# What this task involves
Please give back only the lines below from the one containing "assert_ne!(five_hearts, card(5, Suit::Diamonds));" to the one containing "assert_eq!(copy, original);", each repeated word for word, both ends included.

======== Input material ========

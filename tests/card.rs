//! Card integration tests.

use deckrs::{Card, CardError, Suit};

fn card(rank: u8, suit: Suit) -> Card {
    Card::new(rank, suit).expect("valid card")
}

#[test]
fn new_round_trips_every_rank_and_suit() {
    for suit in Suit::ALL {
        for rank in 1..=13 {
            let card = card(rank, suit);
            assert_eq!(card.rank(), rank);
            assert_eq!(card.suit(), suit);
        }
    }
}

#[test]
fn new_rejects_out_of_range_ranks() {
    for rank in [0, 14, 255] {
        assert_eq!(
            Card::new(rank, Suit::Hearts),
            Err(CardError::InvalidRank(rank))
        );
    }
}

#[test]
fn from_symbols_validates_rank_then_suit() {
    assert_eq!(Card::from_symbols(7, '♣'), Ok(card(7, Suit::Clubs)));
    assert_eq!(Card::from_symbols(0, 'x'), Err(CardError::InvalidRank(0)));
    assert_eq!(Card::from_symbols(7, 'x'), Err(CardError::InvalidSuit('x')));
    // Letters are only accepted when parsing text.
    assert_eq!(Card::from_symbols(7, 'c'), Err(CardError::InvalidSuit('c')));
}

#[test]
fn default_is_ace_of_hearts() {
    let card = Card::default();
    assert_eq!(card.rank(), 1);
    assert_eq!(card.suit(), Suit::Hearts);
    assert_eq!(card.to_string(), "A♥");
}

#[test]
fn set_rank_keeps_previous_rank_on_failure() {
    let mut card = card(5, Suit::Spades);

    for rank in [0, 14, 200] {
        assert_eq!(card.set_rank(rank), Err(CardError::InvalidRank(rank)));
        assert_eq!(card.rank(), 5);
    }

    assert_eq!(card.set_rank(13), Ok(()));
    assert_eq!(card.rank(), 13);
    assert_eq!(card.suit(), Suit::Spades);
}

#[test]
fn set_suit_symbol_keeps_previous_suit_on_failure() {
    let mut card = card(9, Suit::Diamonds);

    for symbol in ['x', ' ', 'H', '♡'] {
        assert_eq!(card.set_suit_symbol(symbol), Err(CardError::InvalidSuit(symbol)));
        assert_eq!(card.suit(), Suit::Diamonds);
    }

    assert_eq!(card.set_suit_symbol('♠'), Ok(()));
    assert_eq!(card.suit(), Suit::Spades);

    card.set_suit(Suit::Clubs);
    assert_eq!(card.suit(), Suit::Clubs);
    assert_eq!(card.rank(), 9);
}

#[test]
fn set_all_is_atomic() {
    let mut four_hearts = card(4, Suit::Hearts);

    assert_eq!(
        four_hearts.set_all(14, Suit::Spades),
        Err(CardError::InvalidRank(14))
    );
    assert_eq!(four_hearts, card(4, Suit::Hearts));

    assert_eq!(four_hearts.set_all(12, Suit::Spades), Ok(()));
    assert_eq!(four_hearts, card(12, Suit::Spades));
}

#[test]
fn print_rank_maps_aces_and_faces() {
    assert_eq!(card(1, Suit::Hearts).print_rank(), "A");
    assert_eq!(card(11, Suit::Hearts).print_rank(), "J");
    assert_eq!(card(12, Suit::Hearts).print_rank(), "Q");
    assert_eq!(card(13, Suit::Hearts).print_rank(), "K");
    for rank in 2..=10 {
        assert_eq!(card(rank, Suit::Hearts).print_rank(), rank.to_string());
    }
}

#[test]
fn is_face_only_for_jack_queen_king() {
    let faces: Vec<u8> = Card::RANKS
        .filter(|&rank| card(rank, Suit::Clubs).is_face())
        .collect();
    assert_eq!(faces, [11, 12, 13]);
}

#[test]
fn display_uses_print_rank_and_symbol() {
    assert_eq!(card(1, Suit::Hearts).to_string(), "A♥");
    assert_eq!(card(10, Suit::Spades).to_string(), "10♠");
    assert_eq!(card(11, Suit::Diamonds).to_string(), "J♦");
    assert_eq!(card(2, Suit::Clubs).to_string(), "2♣");
}

#[test]
fn equality_is_exact() {
    let five_hearts = card(5, Suit::Hearts);

    assert_eq!(five_hearts, five_hearts);
    assert_eq!(five_hearts, card(5, Suit::Hearts));
    assert_eq!(card(5, Suit::Hearts), five_hearts);
    assert_ne!(five_hearts, card(5, Suit::Diamonds));
    assert_ne!(five_hearts, card(6, Suit::Hearts));
}

#[test]
fn equality_with_missing_card_is_false() {
    let five_hearts = card(5, Suit::Hearts);

    assert!(five_hearts != None);
    assert!(five_hearts == Some(card(5, Suit::Hearts)));
    assert!(five_hearts != Some(card(5, Suit::Clubs)));
}

#[test]
fn copies_are_independent() {
    let original = card(3, Suit::Clubs);
    let mut copy = original;
    assert_eq!(copy, original);

    copy.set_rank(8).expect("valid rank");
    assert_eq!(original.rank(), 3);
    assert_eq!(copy.rank(), 8);
}

#[test]
fn art_pads_single_column_ranks() {
    assert_eq!(
        card(1, Suit::Hearts).art().to_string(),
        "--------\n| ♥  ♥ |\n|  A   |\n| ♥  ♥ |\n--------"
    );
    assert_eq!(
        card(13, Suit::Clubs).art().to_string(),
        "--------\n| ♣  ♣ |\n|  K   |\n| ♣  ♣ |\n--------"
    );
}

#[test]
fn art_for_ten_is_same_width() {
    let art = card(10, Suit::Spades).art().to_string();
    assert_eq!(art, "--------\n| ♠  ♠ |\n|  10  |\n| ♠  ♠ |\n--------");
    assert!(art.lines().all(|line| line.chars().count() == 8));
}

#[test]
fn write_art_goes_to_sink() {
    let card = card(7, Suit::Diamonds);
    let mut out = String::new();
    card.write_art(&mut out).expect("write to string");
    assert_eq!(out, card.art().to_string());
    assert!(!out.ends_with('\n'));
}

#[test]
fn suit_symbols_and_parsing() {
    let symbols: String = Suit::ALL.iter().map(|suit| suit.symbol()).collect();
    assert_eq!(symbols, "♥♦♣♠");

    for suit in Suit::ALL {
        assert_eq!(Suit::try_from(suit.symbol()), Ok(suit));
        assert_eq!(suit.to_string().parse::<Suit>(), Ok(suit));
        assert_eq!(suit.name().parse::<Suit>(), Ok(suit));
    }

    assert_eq!("h".parse::<Suit>(), Ok(Suit::Hearts));
    assert_eq!("S".parse::<Suit>(), Ok(Suit::Spades));
    assert_eq!("club".parse::<Suit>(), Ok(Suit::Clubs));
    assert_eq!("DIAMONDS".parse::<Suit>(), Ok(Suit::Diamonds));
    assert_eq!("".parse::<Suit>(), Err(CardError::Empty));
    assert_eq!("x".parse::<Suit>(), Err(CardError::InvalidSuit('x')));
    assert_eq!("stars".parse::<Suit>(), Err(CardError::UnknownSuit));
    assert_eq!("xyz".parse::<Suit>(), Err(CardError::UnknownSuit));
    assert_eq!(Suit::try_from('h'), Err(CardError::InvalidSuit('h')));
}

#[test]
fn parse_compact_form() {
    assert_eq!("A♥".parse::<Card>(), Ok(card(1, Suit::Hearts)));
    assert_eq!("10♠".parse::<Card>(), Ok(card(10, Suit::Spades)));
    assert_eq!("Td".parse::<Card>(), Ok(card(10, Suit::Diamonds)));
    assert_eq!("qs".parse::<Card>(), Ok(card(12, Suit::Spades)));
    assert_eq!(" 7c ".parse::<Card>(), Ok(card(7, Suit::Clubs)));

    assert_eq!("".parse::<Card>(), Err(CardError::Empty));
    assert_eq!("1♥".parse::<Card>(), Err(CardError::UnexpectedRank));
    assert_eq!("Z♥".parse::<Card>(), Err(CardError::UnexpectedRank));
    assert_eq!("K".parse::<Card>(), Err(CardError::MissingSuit));
    assert_eq!("10".parse::<Card>(), Err(CardError::MissingSuit));
    assert_eq!("Kx".parse::<Card>(), Err(CardError::InvalidSuit('x')));
    assert_eq!("K♥♥".parse::<Card>(), Err(CardError::TrailingChars));
}

#[test]
fn display_parses_back_for_every_card() {
    for suit in Suit::ALL {
        for rank in Card::RANKS {
            let card = card(rank, suit);
            assert_eq!(card.to_string().parse::<Card>(), Ok(card));
        }
    }
}

#[test]
fn errors_have_readable_messages() {
    assert_eq!(
        CardError::InvalidRank(14).to_string(),
        "invalid rank 14, expected 1 through 13"
    );
    assert_eq!(
        CardError::InvalidSuit('x').to_string(),
        "invalid suit 'x', expected one of ♥ ♦ ♣ ♠"
    );
    assert_eq!(
        CardError::UnknownSuit.to_string(),
        "unknown suit name, expected a symbol, a letter (h, d, c, s), or a name such as hearts"
    );
}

========

# Your response
    assert_ne!(five_hearts, card(5, Suit::Diamonds));
    assert_ne!(five_hearts, card(6, Suit::Hearts));
}

#[test]
fn equality_with_missing_card_is_false() {
    let five_hearts = card(5, Suit::Hearts);

    assert!(five_hearts != None);
    assert!(five_hearts == Some(card(5, Suit::Hearts)));
    assert!(five_hearts != Some(card(5, Suit::Clubs)));
}

#[test]
fn copies_are_independent() {
    let original = card(3, Suit::Clubs);
    let mut copy = original;
    assert_eq!(copy, original);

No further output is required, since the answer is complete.